### Problem description
Could you print exactly the lines of the listing below, starting at the line that has "outcomes as JSON" and ending at the line that has "DateTime::parse_from_rfc3339(value)", and only those lines?

### Information provided
"""

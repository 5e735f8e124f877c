//! Retain CLI
//!
//! Command-line front end for the scheduling engine. Item records are plain
//! JSON files; reviews are appended to a JSON Lines log.

mod store;

use std::io;
use std::path::{Path, PathBuf};

use anyhow::Context;
use chrono::{DateTime, Utc};
use clap::{Parser, Subcommand};
use colored::Colorize;
use retain_core::{
    format_duration, load_parameters, retrievability, FSRSParameters, FSRSScheduler, MemoryState,
    Rating,
};
use tracing::info;
use tracing_subscriber::EnvFilter;

/// Retain - spaced repetition scheduler
#[derive(Parser)]
#[command(name = "retain")]
#[command(version = env!("CARGO_PKG_VERSION"))]
#[command(about = "Schedule reviews for vocabulary cards and conjugation drills")]
#[command(long_about = "Retain schedules flashcard reviews with the FSRS-5 memory model.\n\nEach item is a JSON file holding its memory record; `review` replaces it atomically.")]
struct Cli {
    /// Parameter file (overrides RETAIN_CONFIG and the platform default)
    #[arg(long, global = true)]
    config: Option<PathBuf>,

    /// Evaluate at this instant instead of the wall clock (RFC 3339)
    #[arg(long, global = true, value_parser = parse_now)]
    now: Option<DateTime<Utc>>,

    #[command(subcommand)]
    command: Commands,
}

#[derive(Subcommand)]
enum Commands {
    /// Create an empty item record
    New {
        /// Write the record here instead of stdout
        #[arg(long)]
        output: Option<PathBuf>,
    },

    /// Show what each rating would do to an item
    Preview {
        /// Item file
        file: PathBuf,
        /// Print the four outcomes as JSON
        #[arg(long)]
        json: bool,
    },

    /// Record a review and reschedule the item
    Review {
        /// Item file (replaced in place)
        file: PathBuf,
        /// again, hard, good, easy or 1-4
        #[arg(long)]
        rating: String,
        /// Append the review log entry to this JSON Lines file
        #[arg(long)]
        log: Option<PathBuf>,
        /// Print the outcome without touching any file
        #[arg(long)]
        dry_run: bool,
    },

    /// Print the effective scheduler parameters
    Config {
        /// Only validate, print nothing but the verdict
        #[arg(long)]
        check: bool,
    },
}

fn main() -> anyhow::Result<()> {
    // Logs go to stderr so stdout stays machine-readable
    tracing_subscriber::fmt()
        .with_env_filter(log_filter(std::env::var("RUST_LOG").ok().as_deref()))
        .with_writer(io::stderr)
        .with_target(false)
        .with_ansi(false)
        .init();

    let cli = Cli::parse();
    let now = cli.now.unwrap_or_else(Utc::now);
    let params = load_parameters(cli.config.as_deref())?;

    match cli.command {
        Commands::New { output } => run_new(params, now, output.as_deref()),
        Commands::Preview { file, json } => run_preview(params, now, &file, json),
        Commands::Review {
            file,
            rating,
            log,
            dry_run,
        } => run_review(params, now, &file, &rating, log.as_deref(), dry_run),
        Commands::Config { check } => run_config(params, check),
    }
}

/// `RUST_LOG` as given, or warnings only when unset or unparsable
fn log_filter(directives: Option<&str>) -> EnvFilter {
    directives
        .and_then(|d| EnvFilter::try_new(d).ok())
        .unwrap_or_else(|| EnvFilter::new("warn"))
}

fn parse_now(value: &str) -> Result<DateTime<Utc>, String> {
    DateTime::parse_from_rfc3339(value)
        .map(|dt| dt.with_timezone(&Utc))
        .map_err(|e| format!("expected an RFC 3339 timestamp: {}", e))
}

/// Run new command
fn run_new(params: FSRSParameters, now: DateTime<Utc>, output: Option<&Path>) -> anyhow::Result<()> {
    let scheduler = FSRSScheduler::new(params)?;
    let item = scheduler.new_item(now);

    match output {
        Some(path) => {
            if path.exists() {
                anyhow::bail!("{} already exists", path.display());
            }
            store::write_item(path, &item)?;
            println!("{} {}", "Created".green().bold(), path.display());
        }
        None => println!("{}", serde_json::to_string_pretty(&item)?),
    }
    Ok(())
}

/// Run preview command
fn run_preview(params: FSRSParameters, now: DateTime<Utc>, file: &Path, json: bool) -> anyhow::Result<()> {
    let scheduler = FSRSScheduler::new(params)?;
    let item = store::read_item(file)?;
    let preview = scheduler.preview(&item, now)?;

    if json {
        println!("{}", serde_json::to_string_pretty(&preview)?);
        return Ok(());
    }

    println!("{}", "=== Review Preview ===".cyan().bold());
    print_item_summary(&scheduler, &item, now);
    println!();

    for (rating, outcome) in preview.iter() {
        println!(
            "  {:<6} {:>6}  {} {}  {} {:.2}  {} {:.2}",
            colored_rating(rating),
            format_duration(outcome.interval()),
            "->".dimmed(),
            outcome.memory.state,
            "S".dimmed(),
            outcome.memory.stability,
            "D".dimmed(),
            outcome.memory.difficulty,
        );
    }
    Ok(())
}

/// Run review command
fn run_review(
    params: FSRSParameters,
    now: DateTime<Utc>,
    file: &Path,
    rating: &str,
    log: Option<&Path>,
    dry_run: bool,
) -> anyhow::Result<()> {
    let scheduler = FSRSScheduler::new(params)?;
    let rating: Rating = rating.parse()?;
    // Held across read, write and log append so concurrent reviews queue up
    let _lock = if dry_run {
        None
    } else {
        Some(store::lock_item(file)?)
    };
    let item = store::read_item(file)?;
    let result = scheduler.commit(&item, rating, now)?;

    if dry_run {
        println!("{}", "Dry run - nothing written".yellow().bold());
    } else {
        store::write_item(file, &result.memory)?;
        if let Some(log_path) = log {
            store::append_log(log_path, &result.log)
                .context("Item was updated but the log entry could not be written")?;
        }
        info!(file = %file.display(), rating = %rating, "Review recorded");
    }

    println!(
        "{} {} {} {}",
        colored_rating(rating),
        "->".dimmed(),
        result.memory.state.to_string().white().bold(),
        format!("next review in {}", format_duration(result.interval())).dimmed(),
    );
    println!(
        "{}: {}",
        "Due".white().bold(),
        result.memory.due.format("%Y-%m-%d %H:%M:%S UTC")
    );
    println!(
        "{}: {:.2}  {}: {:.2}  {}: {}  {}: {}",
        "Stability".white().bold(),
        result.memory.stability,
        "Difficulty".white().bold(),
        result.memory.difficulty,
        "Reps".white().bold(),
        result.memory.reps,
        "Lapses".white().bold(),
        result.memory.lapses,
    );
    Ok(())
}

/// Run config command
fn run_config(params: FSRSParameters, check: bool) -> anyhow::Result<()> {
    params.validate()?;

    if check {
        println!("{} parameters {}", "OK".green().bold(), params.version);
        return Ok(());
    }
    println!("{}", serde_json::to_string_pretty(&params)?);
    Ok(())
}

fn print_item_summary(scheduler: &FSRSScheduler, item: &MemoryState, now: DateTime<Utc>) {
    println!("{}: {}", "State".white().bold(), item.state);
    println!("{}: {} ({} lapses)", "Reviews".white().bold(), item.reps, item.lapses);
    if item.is_new() {
        return;
    }
    let elapsed = scheduler.elapsed_days(item, now);
    println!(
        "{}: {:.1}%  after {} days",
        "Recall".white().bold(),
        retrievability(elapsed as f64, item.stability) * 100.0,
        elapsed
    );
}

fn colored_rating(rating: Rating) -> colored::ColoredString {
    let label = format!("{:<5}", rating.as_str());
    match rating {
        Rating::Again => label.red().bold(),
        Rating::Hard => label.yellow().bold(),
        Rating::Good => label.green().bold(),
        Rating::Easy => label.blue().bold(),
    }
}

"""

### Solution to the exercise
        /// Print the four outcomes as JSON
        #[arg(long)]
        json: bool,
    },

    /// Record a review and reschedule the item
    Review {
        /// Item file (replaced in place)
        file: PathBuf,
        /// again, hard, good, easy or 1-4
        #[arg(long)]
        rating: String,
        /// Append the review log entry to this JSON Lines file
        #[arg(long)]
        log: Option<PathBuf>,
        /// Print the outcome without touching any file
        #[arg(long)]
        dry_run: bool,
    },

    /// Print the effective scheduler parameters
    Config {
        /// Only validate, print nothing but the verdict
        #[arg(long)]
        check: bool,
    },
}

fn main() -> anyhow::Result<()> {
    // Logs go to stderr so stdout stays machine-readable
    tracing_subscriber::fmt()
        .with_env_filter(log_filter(std::env::var("RUST_LOG").ok().as_deref()))
        .with_writer(io::stderr)
        .with_target(false)
        .with_ansi(false)
        .init();

    let cli = Cli::parse();
    let now = cli.now.unwrap_or_else(Utc::now);
    let params = load_parameters(cli.config.as_deref())?;

    match cli.command {
        Commands::New { output } => run_new(params, now, output.as_deref()),
        Commands::Preview { file, json } => run_preview(params, now, &file, json),
        Commands::Review {
            file,
            rating,
            log,
            dry_run,
        } => run_review(params, now, &file, &rating, log.as_deref(), dry_run),
        Commands::Config { check } => run_config(params, check),
    }
}

/// `RUST_LOG` as given, or warnings only when unset or unparsable
fn log_filter(directives: Option<&str>) -> EnvFilter {
    directives
        .and_then(|d| EnvFilter::try_new(d).ok())
        .unwrap_or_else(|| EnvFilter::new("warn"))
}

fn parse_now(value: &str) -> Result<DateTime<Utc>, String> {
    DateTime::parse_from_rfc3339(value)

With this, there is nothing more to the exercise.